An individual cannot read the same Lightning Storm Mind: Pre-Ancientist Meditations twice, because it is not the same book and they are not the same individual.
Written by Max Cafard and published by Autonomedia, it is a disordered collection of disordered fragments, exploring the ideas in the fragments left by the philosopher Heraclitus, through an approach that Cafard calls anarchography – “anarchography is the writing of the universal, the particular and, not least of all, the singular.”

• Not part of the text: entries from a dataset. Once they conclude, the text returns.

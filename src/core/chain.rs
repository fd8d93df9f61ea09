//! The whole-game roll sequence.
//!
//! Every roll of a game lives in one growable array owned by the game. The
//! roll after `RollId(i)` is always `RollId(i + 1)`, across frame
//! boundaries, so strike and spare look-ahead is a forward walk from a
//! frame's first roll. Frames store `RollId`s, never references.
//!
//! The chain only grows; the only way to shrink it is [`RollChain::clear`],
//! which the game uses for a full reset.

use serde::{Deserialize, Serialize};

use super::roll::Roll;

/// Index of a roll in its [`RollChain`].
#[derive(Clone, Copy, Debug, PartialEq, Eq, PartialOrd, Ord, Hash, Serialize, Deserialize)]
pub struct RollId(pub u32);

impl RollId {
    /// Create a roll ID.
    #[must_use]
    pub const fn new(index: u32) -> Self {
        Self(index)
    }

    /// Position of the roll in the game, 0-based.
    #[must_use]
    pub const fn index(self) -> usize {
        self.0 as usize
    }

    /// The ID the following roll gets (or already has).
    #[must_use]
    pub const fn successor(self) -> Self {
        Self(self.0 + 1)
    }
}

impl std::fmt::Display for RollId {
    fn fmt(&self, f: &mut std::fmt::Formatter<'_>) -> std::fmt::Result {
        write!(f, "Roll({})", self.0)
    }
}

/// Ordered storage for every roll in a game.
#[derive(Clone, Debug, Default, PartialEq, Eq)]
pub struct RollChain {
    rolls: Vec<Roll>,
}

impl RollChain {
    /// Create an empty chain.
    #[must_use]
    pub fn new() -> Self {
        Self::default()
    }

    /// Append a roll, linking it after the current tail.
    pub fn push(&mut self, roll: Roll) -> RollId {
        let id = RollId::new(self.rolls.len() as u32);
        self.rolls.push(roll);
        id
    }

    /// Look up a roll.
    #[must_use]
    pub fn get(&self, id: RollId) -> Option<Roll> {
        self.rolls.get(id.index()).copied()
    }

    /// The roll following `id`, if one has been made.
    #[must_use]
    pub fn next(&self, id: RollId) -> Option<RollId> {
        let next = id.successor();
        (next.index() < self.rolls.len()).then_some(next)
    }

    /// Whether a roll has been linked after `id`.
    #[must_use]
    pub fn has_next(&self, id: RollId) -> bool {
        self.next(id).is_some()
    }

    /// Most recent roll.
    #[must_use]
    pub fn last_id(&self) -> Option<RollId> {
        self.rolls.len().checked_sub(1).map(|i| RollId::new(i as u32))
    }

    /// Number of rolls made.
    #[must_use]
    pub fn len(&self) -> usize {
        self.rolls.len()
    }

    /// True if no roll has been made.
    #[must_use]
    pub fn is_empty(&self) -> bool {
        self.rolls.is_empty()
    }

    /// Drop every roll.
    pub fn clear(&mut self) {
        self.rolls.clear();
    }

    /// Sum the pins of up to `count` rolls walking forward from `start`.
    ///
    /// Rolls not made yet contribute nothing, so this yields a partial sum
    /// for look-ahead that cannot be completed yet.
    #[must_use]
    pub fn pins_from(&self, start: Option<RollId>, count: usize) -> u32 {
        let Some(start) = start else {
            return 0;
        };
        self.rolls
            .iter()
            .skip(start.index())
            .take(count)
            .map(|roll| u32::from(roll.pins()))
            .sum()
    }

    /// Whether at least `count` rolls exist starting at `start` (inclusive).
    #[must_use]
    pub fn has_sequence(&self, start: Option<RollId>, count: usize) -> bool {
        match start {
            Some(start) => start.index() < self.rolls.len() && self.rolls.len() - start.index() >= count,
            None => count == 0,
        }
    }

    /// Iterate the rolls from `first` to `last`, both inclusive.
    ///
    /// Either endpoint being `None` yields an empty iterator.
    #[must_use]
    pub fn between(&self, first: Option<RollId>, last: Option<RollId>) -> RollIterator<'_> {
        RollIterator::new(self, first, last)
    }

    /// Iterate every roll in the game.
    #[must_use]
    pub fn iter(&self) -> RollIterator<'_> {
        let first = (!self.rolls.is_empty()).then_some(RollId::new(0));
        RollIterator::new(self, first, self.last_id())
    }
}

/// Bounded traversal over a [`RollChain`] between two endpoints.
///
/// Yields `(RollId, Roll)` pairs so callers can tell where in the game each
/// roll sits without touching the chain's storage.
#[derive(Clone, Debug)]
pub struct RollIterator<'a> {
    chain: &'a RollChain,
    current: Option<RollId>,
    end: Option<RollId>,
}

impl<'a> RollIterator<'a> {
    /// Precondition: `first <= last`, both in `chain`.
    #[must_use]
    pub fn new(chain: &'a RollChain, first: Option<RollId>, last: Option<RollId>) -> Self {
        let current = match (first, last) {
            (Some(first), Some(last)) if first <= last => Some(first),
            _ => None,
        };
        Self {
            chain,
            current,
            end: last,
        }
    }
}

impl Iterator for RollIterator<'_> {
    type Item = (RollId, Roll);

    fn next(&mut self) -> Option<Self::Item> {
        let id = self.current?;
        let roll = self.chain.get(id)?;
        self.current = match self.end {
            Some(end) if id < end => self.chain.next(id),
            _ => None,
        };
        Some((id, roll))
    }

    fn size_hint(&self) -> (usize, Option<usize>) {
        match (self.current, self.end) {
            (Some(current), Some(end)) => {
                let available = self.chain.len().saturating_sub(current.index());
                let remaining = (end.index() - current.index() + 1).min(available);
                (remaining, Some(remaining))
            }
            _ => (0, Some(0)),
        }
    }
}

impl std::iter::FusedIterator for RollIterator<'_> {}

The philosophical approach Cafard uses is one of speculative surrealism, or object disoriented ontology, where surrealism is considered a surge of Real – “Reality was really bad, while it lasted” “after the death of reality comes life. Life, not the reality of life”. I feel a deep appreciation for this approach Cafard uses, as his encouraging the reader to “… vomit up Reality and live” is very similar to the ideas in my Feral books.
Cafard situates Heraclitus as a destructive rebel philosopher (perhaps an ontological anarchist?) – “our ancestor, in his assault on reality, laid the foundationless foundations of surreality. or perhaps he deliberately mislaid them. the “sur” in surrealism implies “getting beyond,” or “evading” the clutches of realism. It should be read as both “above” and “below,” in addition to every other direction of escape from the oppressive Pernicious Prison of reality”. Through his readings of Heraclitus, Cafard presents an eco-(ontological-)anarchist philosophy that is a beautiful challenge towards the “Dissectarianism” ideology that embodies the reductionism of mass-extinction dehabitation culture – “Civilization will never give up its War on terra.” “our ancestor announced the undawning nightmare of Civilization.” “our ancestor, with Pre-ancientist eyes, saw history as a nightmare into which all are trying desperately to unawaken. our ancestor’s pre-ancientist project is nothing more than our reconciliation with the awakened eye of the Child.” “everyone since who has not opted out of reality, that is, everyone immersed in history, has been in interminable treatment for an incorrigible case of ancientism. We the Civilized.” “So we come to the end of the road, the end of the rope, called Civilization. The end of history. The Kingdom of ends. The end of Kingdoms” “Civilization is Unconscious Catastrophe becoming Self-Conscious. Slowly. Catastrophically slowly.”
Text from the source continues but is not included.